■ What is needed
Each line that contains the word "condition" is to be copied from the records below.

[Stored entries]
[Start of Attachment]

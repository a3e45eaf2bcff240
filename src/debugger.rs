mod disassemble;

use crate::debugger::disassemble::disassemble;
use crate::driver::Driver;
use crate::trap::TrapHandler;
use lazy_static::lazy_static;
use regex::Regex;

lazy_static! {
    static ref READ_REGEX: Regex = Regex::new(r"^read 0x([a-f0-9]{1,4})$").unwrap();
    static ref WRITE_REGEX: Regex = Regex::new(r"^write 0x([a-f0-9]{1,4}) 0x([a-f0-9]{1,4})$").unwrap();
    static ref BREAK_REGEX: Regex = Regex::new(r"^break 0x([a-f0-9]{1,4})$").unwrap();
    static ref UNBREAK_REGEX: Regex = Regex::new(r"^unbreak 0x([a-f0-9]{1,4})$").unwrap();
    static ref JUMP_REGEX: Regex = Regex::new(r"^(?:j|jump) 0x([a-f0-9]{1,4})$").unwrap();
}

fn parse_hex(capture: &str) -> u16 {
    u16::from_str_radix(capture, 16).unwrap()
}

/// Runs the REPL until the user quits or stdin closes.
pub fn run(mut driver: Driver, handler: &mut dyn TrapHandler) {
    let mut rl = rustyline::Editor::<()>::new();
    let mut running = true;

    while running {
        let pc = driver.engine().get_pc();
        let readline = rl.readline(&format!("{:#06x}> ", pc));

        match readline {
            Ok(line) => {
                rl.add_history_entry(line.as_ref());
                running = handle_command(&mut driver, handler, line.trim());
            }
            Err(rustyline::error::ReadlineError::Interrupted) => running = false,
            Err(rustyline::error::ReadlineError::Eof) => running = false,
            Err(err) => {
                println!("Error: {:?}", err);
                running = false;
            }
        }
    }
}

fn handle_command(driver: &mut Driver, handler: &mut dyn TrapHandler, line: &str) -> bool {
    match line {
        "s" | "step" => {
            driver.step(handler);
        }

        "c" | "continue" | "r" | "run" => {
            driver.run_until_breakpoint(handler);
        }

        "i" | "inspect" => {
            let snapshot = driver.snapshot();
            println!(
                "pc: {:#06x} ir: {:#06x} mar: {:#06x} mdr: {:#06x} condition: {:?} halted: {}",
                snapshot.pc, snapshot.ir, snapshot.mar, snapshot.mdr, snapshot.condition, snapshot.halted
            );
            for (i, value) in snapshot.registers.iter().enumerate() {
                println!("R{}: {:#06x}", i, value);
            }
        }

        "d" | "disassemble" => {
            let pc = driver.engine().get_pc();
            let instruction = driver.engine().memory_read(pc);
            println!("{}", disassemble(instruction));
        }

        "h" | "help" => print_help(),

        "exit" | "q" | "quit" => return false,

        "" => {}

        line if READ_REGEX.is_match(line) => {
            let captures = READ_REGEX.captures(line).unwrap();
            let address = parse_hex(&captures[1]);
            let value = driver.engine().memory_read(address);
            println!("{:#06x}: {:#06x} ({:#018b})", address, value, value);
        }

        line if WRITE_REGEX.is_match(line) => {
            let captures = WRITE_REGEX.captures(line).unwrap();
            let address = parse_hex(&captures[1]);
            let value = parse_hex(&captures[2]);
            driver.set_memory(address, value);
            println!("{:#06x} <- {:#06x}", address, value);
        }

        line if BREAK_REGEX.is_match(line) => {
            let address = parse_hex(&BREAK_REGEX.captures(line).unwrap()[1]);
            driver.add_breakpoint(address);
            println!("Breakpoint set at {:#06x}", address);
        }

        line if UNBREAK_REGEX.is_match(line) => {
            let address = parse_hex(&UNBREAK_REGEX.captures(line).unwrap()[1]);
            driver.remove_breakpoint(address);
            println!("Breakpoint cleared at {:#06x}", address);
        }

        line if JUMP_REGEX.is_match(line) => {
            let address = parse_hex(&JUMP_REGEX.captures(line).unwrap()[1]);
            driver.engine_mut().set_pc(address);
            println!("pc <- {:#06x}", address);
        }

        other => println!("Unknown command {:?}", other),
    }

    true
}

fn print_help() {
    println!("s, step                      Execute one instruction.");
    println!("c, continue / r, run         Run until a breakpoint or halt.");
    println!("i, inspect                   Print the full machine snapshot.");
    println!("d, disassemble               Disassemble the instruction at PC.");
    println!("   read 0x<addr>             Read a memory address.");
    println!("   write 0x<addr> 0x<word>   Write a memory address.");
    println!("   break 0x<addr>            Set a breakpoint.");
    println!("   unbreak 0x<addr>          Clear a breakpoint.");
    println!("j, jump 0x<addr>             Set PC directly.");
    println!("h, help                      Print this message.");
    println!("exit, q                      Quit.");
}

#[cfg(test)]
mod tests {
    use super::*;

    struct NullHandler;
    impl TrapHandler for NullHandler {
        fn getc(&mut self) -> u8 {
            0
        }
        fn out(&mut self, _byte: u8) {}
        fn puts_byte(&mut self, _byte: u8) {}
    }

    fn new_driver() -> Driver {
        let mut driver = Driver::new();
        driver.set_starting_address(0x3000);
        driver.set_memory(0x3000, 0x1025); // ADD R0, R0, #5
        driver
    }

    #[test]
    fn step_executes_one_instruction() {
        let mut driver = new_driver();
        assert!(handle_command(&mut driver, &mut NullHandler, "s"));
        assert_eq!(driver.engine().get_pc(), 0x3001);
    }

    #[test]
    fn continue_runs_to_halt() {
        let mut driver = Driver::new();
        driver.set_starting_address(0x3000);
        driver.set_memory(0x3000, 0xF025); // TRAP x25 HALT
        assert!(handle_command(&mut driver, &mut NullHandler, "continue"));
        assert!(driver.engine().is_halted());
    }

    #[test]
    fn inspect_does_not_panic() {
        let mut driver = new_driver();
        assert!(handle_command(&mut driver, &mut NullHandler, "i"));
        assert!(handle_command(&mut driver, &mut NullHandler, "inspect"));
    }

    #[test]
    fn disassemble_does_not_panic() {
        let mut driver = new_driver();
        assert!(handle_command(&mut driver, &mut NullHandler, "d"));
        assert!(handle_command(&mut driver, &mut NullHandler, "disassemble"));
    }

    #[test]
    fn read_and_write_round_trip() {
        let mut driver = new_driver();
        assert!(handle_command(&mut driver, &mut NullHandler, "write 0x3100 0x1234"));
        assert!(handle_command(&mut driver, &mut NullHandler, "read 0x3100"));
        assert_eq!(driver.engine().memory_read(0x3100), 0x1234);
    }

    #[test]
    fn break_and_unbreak_round_trip() {
        let mut driver = new_driver();
        assert!(handle_command(&mut driver, &mut NullHandler, "break 0x3001"));
        assert!(driver.is_breakpoint(0x3001));
        assert!(handle_command(&mut driver, &mut NullHandler, "unbreak 0x3001"));
        assert!(!driver.is_breakpoint(0x3001));
    }

    #[test]
    fn jump_sets_pc() {
        let mut driver = new_driver();
        assert!(handle_command(&mut driver, &mut NullHandler, "j 0x4000"));
        assert_eq!(driver.engine().get_pc(), 0x4000);
        assert!(handle_command(&mut driver, &mut NullHandler, "jump 0x5000"));
        assert_eq!(driver.engine().get_pc(), 0x5000);
    }

    #[test]
    fn help_does_not_panic() {
        let mut driver = new_driver();
        assert!(handle_command(&mut driver, &mut NullHandler, "h"));
        assert!(handle_command(&mut driver, &mut NullHandler, "help"));
    }

    #[test]
    fn empty_line_is_a_no_op() {
        let mut driver = new_driver();
        assert!(handle_command(&mut driver, &mut NullHandler, ""));
    }

    #[test]
    fn exit_variants_stop_the_loop() {
        let mut driver = new_driver();
        assert!(!handle_command(&mut driver, &mut NullHandler, "exit"));
        assert!(!handle_command(&mut driver, &mut NullHandler, "q"));
        assert!(!handle_command(&mut driver, &mut NullHandler, "quit"));
    }

    #[test]
    fn unrecognized_input_does_not_panic() {
        let mut driver = new_driver();
        assert!(handle_command(&mut driver, &mut NullHandler, "bogus"));
        assert!(handle_command(&mut driver, &mut NullHandler, "read 0xzzzz"));
        assert!(handle_command(&mut driver, &mut NullHandler, "write 0x3000"));
        assert!(handle_command(&mut driver, &mut NullHandler, "   "));
    }
}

[End of Attachment]

■ Output below
                "pc: {:#06x} ir: {:#06x} mar: {:#06x} mdr: {:#06x} condition: {:?} halted: {}",
                snapshot.pc, snapshot.ir, snapshot.mar, snapshot.mdr, snapshot.condition, snapshot.halted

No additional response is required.